[ENTRIES SUPPLIED Boundary: Start]

//! Sprite sheets
//!
//! A sheet is one image cut into a grid of equally sized frames, read
//! row-major. Sheets are decoded with the `image` crate (macroquad's own
//! loader has no JPEG support) and uploaded as a single texture; frames are
//! drawn as source rectangles of it.

use macroquad::prelude::{
    draw_rectangle, draw_texture_ex, load_file, vec2, Color, DrawTextureParams, FilterMode, Rect,
    Texture2D, WHITE,
};

/// Error type for sprite loading
#[derive(Debug)]
pub enum AssetError {
    /// File could not be read
    Io(String),
    /// File was read but is not a supported image
    Decode(String),
    /// Image is too small to cut into the requested grid
    ValidationError(String),
}

impl std::fmt::Display for AssetError {
    fn fmt(&self, f: &mut std::fmt::Formatter<'_>) -> std::fmt::Result {
        match self {
            AssetError::Io(msg) => write!(f, "I/O error: {}", msg),
            AssetError::Decode(msg) => write!(f, "Decode error: {}", msg),
            AssetError::ValidationError(msg) => write!(f, "Validation error: {}", msg),
        }
    }
}

impl std::error::Error for AssetError {}

impl From<image::ImageError> for AssetError {
    fn from(e: image::ImageError) -> Self {
        AssetError::Decode(e.to_string())
    }
}

/// Grid geometry of a sheet, in source pixels
#[derive(Debug, Clone, Copy, PartialEq, Eq)]
pub struct SheetLayout {
    pub columns: u32,
    pub rows: u32,
    pub frame_width: u32,
    pub frame_height: u32,
}

impl SheetLayout {
    /// Cut a `width`x`height` image into `columns`x`rows` frames. Leftover
    /// pixels on the right and bottom edges are ignored.
    pub fn new(width: u32, height: u32, columns: u32, rows: u32) -> Result<Self, AssetError> {
        let columns = columns.max(1);
        let rows = rows.max(1);
        let frame_width = width / columns;
        let frame_height = height / rows;
        if frame_width == 0 || frame_height == 0 {
            return Err(AssetError::ValidationError(format!(
                "{}x{} image cannot hold {}x{} frames",
                width, height, columns, rows
            )));
        }
        Ok(Self { columns, rows, frame_width, frame_height })
    }

    pub fn frame_count(&self) -> usize {
        (self.columns * self.rows) as usize
    }

    /// Source rectangle of a frame; out-of-range indices wrap
    pub fn source(&self, index: usize) -> (u32, u32, u32, u32) {
        let index = (index % self.frame_count()) as u32;
        let col = index % self.columns;
        let row = index / self.columns;
        (col * self.frame_width, row * self.frame_height, self.frame_width, self.frame_height)
    }
}

/// Decode PNG/JPEG bytes into an RGBA image
pub fn decode_rgba(bytes: &[u8]) -> Result<image::RgbaImage, AssetError> {
    let img = image::load_from_memory(bytes)?;
    Ok(img.to_rgba8())
}

/// A sheet ready for drawing. `texture` is `None` when the image could not
/// be loaded, in which case frames are drawn as solid `placeholder` boxes.
pub struct SpriteSheet {
    pub texture: Option<Texture2D>,
    pub layout: Option<SheetLayout>,
    pub frame_count: usize,
    /// On-screen size of one frame
    pub display_size: (f32, f32),
    pub placeholder: Color,
}

impl SpriteSheet {
    /// Sheet drawn as colored boxes
    pub fn placeholder(frame_count: usize, display_size: (f32, f32), color: Color) -> Self {
        Self {
            texture: None,
            layout: None,
            frame_count: frame_count.max(1),
            display_size,
            placeholder: color,
        }
    }

    /// Upload a decoded image
    pub fn from_image(
        img: &image::RgbaImage,
        columns: u32,
        rows: u32,
        display_size: (f32, f32),
    ) -> Result<Self, AssetError> {
        let (width, height) = img.dimensions();
        if width > u16::MAX as u32 || height > u16::MAX as u32 {
            return Err(AssetError::ValidationError(format!("{}x{} image is too large", width, height)));
        }
        let layout = SheetLayout::new(width, height, columns, rows)?;
        let texture = Texture2D::from_rgba8(width as u16, height as u16, img.as_raw());
        texture.set_filter(FilterMode::Nearest);
        Ok(Self {
            texture: Some(texture),
            layout: Some(layout),
            frame_count: layout.frame_count(),
            display_size,
            placeholder: WHITE,
        })
    }

    /// Draw a frame with its top-left corner at `(x, y)`
    pub fn draw_frame(&self, index: usize, x: f32, y: f32) {
        let (w, h) = self.display_size;
        match (&self.texture, &self.layout) {
            (Some(texture), Some(layout)) => {
                let (sx, sy, sw, sh) = layout.source(index);
                draw_texture_ex(
                    texture,
                    x,
                    y,
                    WHITE,
                    DrawTextureParams {
                        dest_size: Some(vec2(w, h)),
                        source: Some(Rect::new(sx as f32, sy as f32, sw as f32, sh as f32)),
                        ..Default::default()
                    },
                );
            }
            _ => draw_rectangle(x, y, w, h, self.placeholder),
        }
    }
}

/// Read and decode an image file through macroquad's loader (works on WASM)
pub async fn load_rgba(path: &str) -> Result<image::RgbaImage, AssetError> {
    let bytes = load_file(path)
        .await
        .map_err(|e| AssetError::Io(format!("{}: {}", path, e)))?;
    decode_rgba(&bytes)
}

[ENTRIES SUPPLIED Boundary: End]

> **TASK OBJECTIVE**
Which of the lines above carry the string "SpriteSheet"? Pick them out and copy them.

> **ANSWER SPACE**
pub struct SpriteSheet {
impl SpriteSheet {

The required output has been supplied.